Did You Spill Food on Your Shirt?
Funny how when you spill food down your shirt it’s kind of silly. Completely inconvenient of course.
But it might also be amusing. And if you can laugh it off, you might even consider it ‘cute.’
So what happens when someone else spills food down their front?
Now we’re talking gross.
Spilling food on their clothes isn’t even remotely appealing. It’s just yuck! And it’s the kind of stuff that gives you a quick wave of disgust. Which is why people who spill their dinner deserve to be social outcasts.
That’ll teach them to eat properly.
Nobody wants to hang around with that person with telltale track marks of food down their front. Even walking around with them makes you feel like it’s rubbing off on you.
Like maybe it’s contagious.
People get banished for that. Sent out to the desert. Left wandering in circles under the deliriously hot sun. With nothing but food spots on their shirtfront for nourishment.
Of course, those of us who admit to this awful activity try hard to deny it. By saying it was an “accident.”
Or, quickly pipe up, “Oh, I’ve never done that before” (not counting the 9000 other times they spattered their ever lovin’ spoonfuls around the place).
Or, “Hey, did you make me spill my dinner down my top? Thanks a lot.”
But there’s no denying it. Because the remnants of such awkward behaviour is written all over your clothes.
And of course, as far as everyone else if concerned it’s gross. Unless of course, you’re under five. Then, everyone accepts that little kids throw food everywhere. Because in the food storm process they actually swallow some too.
Besides, they have an ace card up their grubby sleeve. Usually, they’re cute.
Personally, I, like the best of them try and deny it. Then laugh it off, like it’s some big joke.
Only, it’s not.
But if I try being scientific, I figure there must be a reason to get food droppers off the hook. A crummy hand to eye coordination thing? Brain frying? Or, just being too keen (or too lazy) to take care.
Let’s see… I pick hand to eye coordination.

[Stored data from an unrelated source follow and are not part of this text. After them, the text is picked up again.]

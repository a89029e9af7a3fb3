use std::path::PathBuf;

use thiserror::Error;
use url::Url;

/// Every way the posts document can fail to load. The controller treats all of
/// them as the same "load failed" outcome; the variants only feed the logs.
#[derive(Debug, Error)]
pub enum LoadError {
    #[error("GET {url} failed")]
    Transport {
        url: Url,
        #[source]
        source: reqwest::Error,
    },

    #[error("GET {url} failed with status {status}")]
    Status {
        url: Url,
        status: reqwest::StatusCode,
    },

    #[error("read {}", .path.display())]
    Io {
        path: PathBuf,
        #[source]
        source: std::io::Error,
    },

    #[error("parse posts document")]
    Parse(#[from] serde_json::Error),
}

#[derive(Debug, Clone, Error, PartialEq, Eq)]
#[error("invalid page size `{0}`: expected a positive integer or `all`")]
pub struct ParsePageSizeError(pub String);

#[cfg(test)]
mod tests {
    use super::*;

    #[test]
    fn load_error_display() {
        let url = Url::parse("https://blog.example.com/blog-posts.json").unwrap();
        let err = LoadError::Status {
            url,
            status: reqwest::StatusCode::NOT_FOUND,
        };
        let display = err.to_string();
        assert!(display.contains("blog-posts.json"));
        assert!(display.contains("404"));

        let err = LoadError::Io {
            path: PathBuf::from("missing.json"),
            source: std::io::Error::new(std::io::ErrorKind::NotFound, "gone"),
        };
        assert_eq!(err.to_string(), "read missing.json");
    }
}
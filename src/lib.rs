mod builtin;
mod cli;
pub mod controller;
pub mod document;
pub mod error;
mod fetcher;
pub mod html;
pub mod paginate;
pub mod post;
pub mod prefs;
mod progress;
pub mod repository;
pub mod store;
pub mod theme;

use std::path::Path;

use anyhow::Context as _;
use cli::Args;
use controller::Controller;
use document::HtmlDocument;
use repository::{PostRepository, PostSource};
use store::FileStore;

pub use cli::ProgressMode;
pub use cli::Args as CliArgs;
pub use fetcher::Fetcher;

const DEFAULT_TITLE: &str = "Blog";

pub async fn run(args: Args) -> anyhow::Result<()> {
    use std::io::IsTerminal as _;

    let progress_enabled = match args.progress {
        ProgressMode::Always => true,
        ProgressMode::Never => false,
        ProgressMode::Auto => std::io::stderr().is_terminal(),
    };
    let progress = progress::Progress::new(progress_enabled);

    let source = PostSource::parse(&args.source);
    let origin = args.origin.clone().unwrap_or_else(|| source.origin());

    progress.set_stage("loading preferences");
    let store = FileStore::for_origin(&args.state_dir, &origin);
    tracing::debug!(%origin, path = %store.path().display(), "opened preference store");

    let shell = match &args.template {
        Some(path) => std::fs::read_to_string(path)
            .with_context(|| format!("read {}", path.display()))?,
        None => html::build_shell(DEFAULT_TITLE),
    };

    let fetcher = Fetcher::new(&args.user_agent)?;
    let repository = PostRepository::new(source, fetcher);
    let mut controller = Controller::new(store, HtmlDocument::parse(&shell));

    progress.set_stage("fetching posts");
    controller.start(&repository).await;

    progress.set_stage("rendering");
    if let Some(page_size) = args.page_size {
        controller.change_page_size(page_size);
    }
    if let Some(page) = args.page {
        controller.go_to_page(page);
    }
    if let Some(theme) = &args.theme {
        controller.set_theme(theme);
    }

    progress.set_stage("writing output");
    let (_store, document) = controller.into_parts();
    write_output(&args.out, &document.to_html()?)?;

    progress.finish();
    Ok(())
}

fn write_output(path: &Path, html: &str) -> anyhow::Result<()> {
    if let Some(parent) = path.parent() {
        if !parent.as_os_str().is_empty() {
            std::fs::create_dir_all(parent)
                .with_context(|| format!("create {}", parent.display()))?;
        }
    }
    std::fs::write(path, html).with_context(|| format!("write {}", path.display()))?;
    Ok(())
}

That’s the reason some of the food on my fork jumps off.
Like it’s trying to escape on the way from the plate.
I’d argue that it’s minor matter. Less than 0.1%. Only there’s a big bright curry stain on the middle of my shirt to contradict that. So, it’s not something I can explain or blame away.
Which is a pain.
Reckon I need a bib. Or a tea towel. Or, a tablecloth tied to my collar.
Nobody will take pity if I say it was the spaghetti. Or an over thin watery soup. Or, as it was in this case, an over-excited curry.
There’s no sympathy for the spattering crab, or the tiny fragments of wafer scattered around my plate.
Nope, it’s just gross. And nobody wants to put up with that.
So, I get to spend time wandering in circles under the hot, hot sun. Just me and that dratted curry splash for company.
I try hard as I can to avoid foods that flick. Meaning I try stepping away from dishes that spatter or splatter. And I give a wide berth to stuff that’s crumbly.
Because, I know for sure, it’s going down my front, under the seat, and anywhere else that puts me at the scene of the food-spilling frame.
Try as I might to shake the prison cell bars and shout, “But I’m innocent! You gotta believe me!” it’s no use. Telltale food fragments, splotches, and drips do a nasty little CSI number on me. Proving without a shadow of a doubt… it was me.
So I’ve been framed. Just guilty. Of a shocking case of food spilling in the first degree. And I have the shirt to prove it.